Tina mulai merencanakan untuk kembali pulang. Dia sudah menghabiskan satu tahun di Al-Quds – tahun yang terbang seperti sehari! Aku juga mulai merencanakan untuk melakukan perjalanan ke Eropa, yang membuat Tina sangat senang. Pada bulan Juli 1979, aku benar-benar mengunjungi dia di Eropa. Dia adalah pemandu wisataku. Aku ingat mengunjungi keluarganya, yang menyambut saya dengan hangat.

Kami berbicara suatu kali tentang kebiasaan makan daging babi di Eropa dan di negara-negara Barat. Tina mengatakan sesuatu yang mengejutkan saya. Dia mengatakan kepada saya bahwa Adonai Yeshua Ha Mashiah mengatakan bahwa apa yang membuat orang najis itu bukan makanan atau minuman tapi apa yang keluar dari hati dan keinginan-keinginan!

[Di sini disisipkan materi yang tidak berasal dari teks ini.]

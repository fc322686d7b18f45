//! Route definitions.

use axum::{
    routing::{get, post},
    Router,
};
use tower_http::{cors::CorsLayer, trace::TraceLayer};

use crate::{handlers, state::AppState};

/// Create the API router
pub fn create_router(state: AppState) -> Router {
    Router::new()
        .route("/health", get(handlers::health_check))
        .route("/metrics", get(handlers::metrics_endpoint))
        .nest("/v1", messages_routes())
        .layer(TraceLayer::new_for_http())
        .layer(CorsLayer::permissive())
        .with_state(state)
}

/// Messages API routes
fn messages_routes() -> Router<AppState> {
    Router::new()
        .route("/messages", post(handlers::messages))
        .route("/messages/count_tokens", post(handlers::count_tokens))
}
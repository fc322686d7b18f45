//! Error types for the gateway.
//!
//! Every failure a request can hit falls into one of four classes:
//! configuration (a rule points at a provider that does not exist),
//! transformation (the inbound body cannot be translated), backend invocation
//! (the provider call failed) and stream truncation (the provider stream ended
//! without a terminal signal).

use thiserror::Error;

/// Result alias used throughout the gateway crates
pub type GatewayResult<T> = Result<T, GatewayError>;

/// Unified gateway error
#[derive(Debug, Clone, Error)]
pub enum GatewayError {
    /// A provider name could not be resolved in the registry
    #[error("Provider not found: {name}")]
    ProviderNotFound {
        /// Name that was looked up
        name: String,
    },

    /// Invalid or incomplete configuration
    #[error("Configuration error: {message}")]
    Configuration {
        /// Error message
        message: String,
    },

    /// The inbound body could not be translated
    #[error("Invalid request: {message}")]
    Transform {
        /// Error message
        message: String,
        /// Offending field, if known
        field: Option<String>,
    },

    /// Network or protocol failure while calling a provider
    #[error("Provider '{provider}' failed: {message}")]
    Backend {
        /// Provider name
        provider: String,
        /// Error message
        message: String,
        /// Upstream HTTP status, if a response was received
        status: Option<u16>,
    },

    /// Provider stream ended before a terminal signal
    #[error("Stream truncated: {message}")]
    StreamTruncated {
        /// Error message
        message: String,
    },

    /// Unexpected internal failure
    #[error("Internal error: {message}")]
    Internal {
        /// Error message
        message: String,
    },
}

/// Coarse error class, used for logging and metrics labels
#[derive(Debug, Clone, Copy, PartialEq, Eq)]
pub enum ErrorClass {
    /// Provider lookup or configuration failure
    Configuration,
    /// Inbound body translation failure
    Transform,
    /// Provider call failure
    BackendInvocation,
    /// Provider stream ended abnormally
    StreamTruncation,
    /// Anything else
    Internal,
}

impl ErrorClass {
    /// Label used in logs and metrics
    #[must_use]
    pub fn as_str(self) -> &'static str {
        match self {
            Self::Configuration => "configuration",
            Self::Transform => "transform",
            Self::BackendInvocation => "backend_invocation",
            Self::StreamTruncation => "stream_truncation",
            Self::Internal => "internal",
        }
    }
}

impl std::fmt::Display for ErrorClass {
    fn fmt(&self, f: &mut std::fmt::Formatter<'_>) -> std::fmt::Result {
        f.write_str(self.as_str())
    }
}

impl GatewayError {
    /// Create a provider-not-found error
    #[must_use]
    pub fn provider_not_found(name: impl Into<String>) -> Self {
        Self::ProviderNotFound { name: name.into() }
    }

    /// Create a configuration error
    #[must_use]
    pub fn configuration(message: impl Into<String>) -> Self {
        Self::Configuration {
            message: message.into(),
        }
    }

    /// Create a transformation error
    #[must_use]
    pub fn transform(message: impl Into<String>, field: Option<&str>) -> Self {
        Self::Transform {
            message: message.into(),
            field: field.map(String::from),
        }
    }

    /// Create a backend invocation error
    #[must_use]
    pub fn backend(provider: impl Into<String>, message: impl Into<String>, status: Option<u16>) -> Self {
        Self::Backend {
            provider: provider.into(),
            message: message.into(),
            status,
        }
    }

    /// Create a stream truncation error
    #[must_use]
    pub fn stream_truncated(message: impl Into<String>) -> Self {
        Self::StreamTruncated {
            message: message.into(),
        }
    }

    /// Create an internal error
    #[must_use]
    pub fn internal(message: impl Into<String>) -> Self {
        Self::Internal {
            message: message.into(),
        }
    }

    /// Error class of this error
    #[must_use]
    pub fn class(&self) -> ErrorClass {
        match self {
            Self::ProviderNotFound { .. } | Self::Configuration { .. } => ErrorClass::Configuration,
            Self::Transform { .. } => ErrorClass::Transform,
            Self::Backend { .. } => ErrorClass::BackendInvocation,
            Self::StreamTruncated { .. } => ErrorClass::StreamTruncation,
            Self::Internal { .. } => ErrorClass::Internal,
        }
    }

    /// HTTP status code to reply with
    #[must_use]
    pub fn status_code(&self) -> u16 {
        match self {
            Self::Transform { .. } => 400,
            Self::Backend {
                status: Some(status),
                ..
            } if (400..500).contains(status) => *status,
            Self::Backend { .. } | Self::StreamTruncated { .. } => 502,
            Self::ProviderNotFound { .. } | Self::Configuration { .. } | Self::Internal { .. } => 500,
        }
    }

    /// Messages API error type for the error envelope
    #[must_use]
    pub fn error_type(&self) -> &'static str {
        match self.status_code() {
            400 | 422 => "invalid_request_error",
            401 => "authentication_error",
            403 => "permission_error",
            404 => "not_found_error",
            429 => "rate_limit_error",
            _ => "api_error",
        }
    }
}

impl From<serde_json::Error> for GatewayError {
    fn from(err: serde_json::Error) -> Self {
        Self::transform(format!("Invalid JSON: {err}"), None)
    }
}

Kunjungan ini telah memisahkan I (i) dan dan menyeberangi T (t) untuk hubungan kami. Kami menyadari bahwa kami tidak hanya teman tetapi juga jantung hati. Jadi, kami memutuskan untuk menikah. Untuk aku, menikah bukan keputusan yang mudah, tetapi itu adalah tonggak pertama dari perjalanan panjang untuk mengambil tanggung jawab.

Ketika aku kembali ke Al-Quds (Yerusalem) untuk mempersiapkan pernikahan kami, ibu saya cemas menungguku. Ibuku adalah seorang Muslim konservatif dengan kepribadian yang kuat. Ibu saya mengatakan bahwa dia menentang perjalanan saya ke Eropa untuk menikah, dan bahwa Tina harus datang ke Al-Quds, sehingga akan menjadi perkawinan Islam menurut hukum Allah dan nabinya. Sudah menjadi rahasia umum di Palestina bahwa jika seorang wanita barat menikah dengan pria Muslim, dia secara otomatis menjadi seorang Muslim, mengenakan jilbab, dan belajar bahasa Arab dan Kuran.

Pada saat yang sama, Tina bertobat dan memperbaharui hubungannya dengan Elohimnya dan Juruselamat Yesus Kristusnya. Dia menjadi seorang Kristen dalam arti istilah penuh, menjadi Kristen sejati. Setelah mempersiapkan segalanya, aku pergi ke Eropa dan kami menikah. Pernikahan kami sebenarnya yang paling penting dan indah yang pernah saya langkahi dalam hidup saya.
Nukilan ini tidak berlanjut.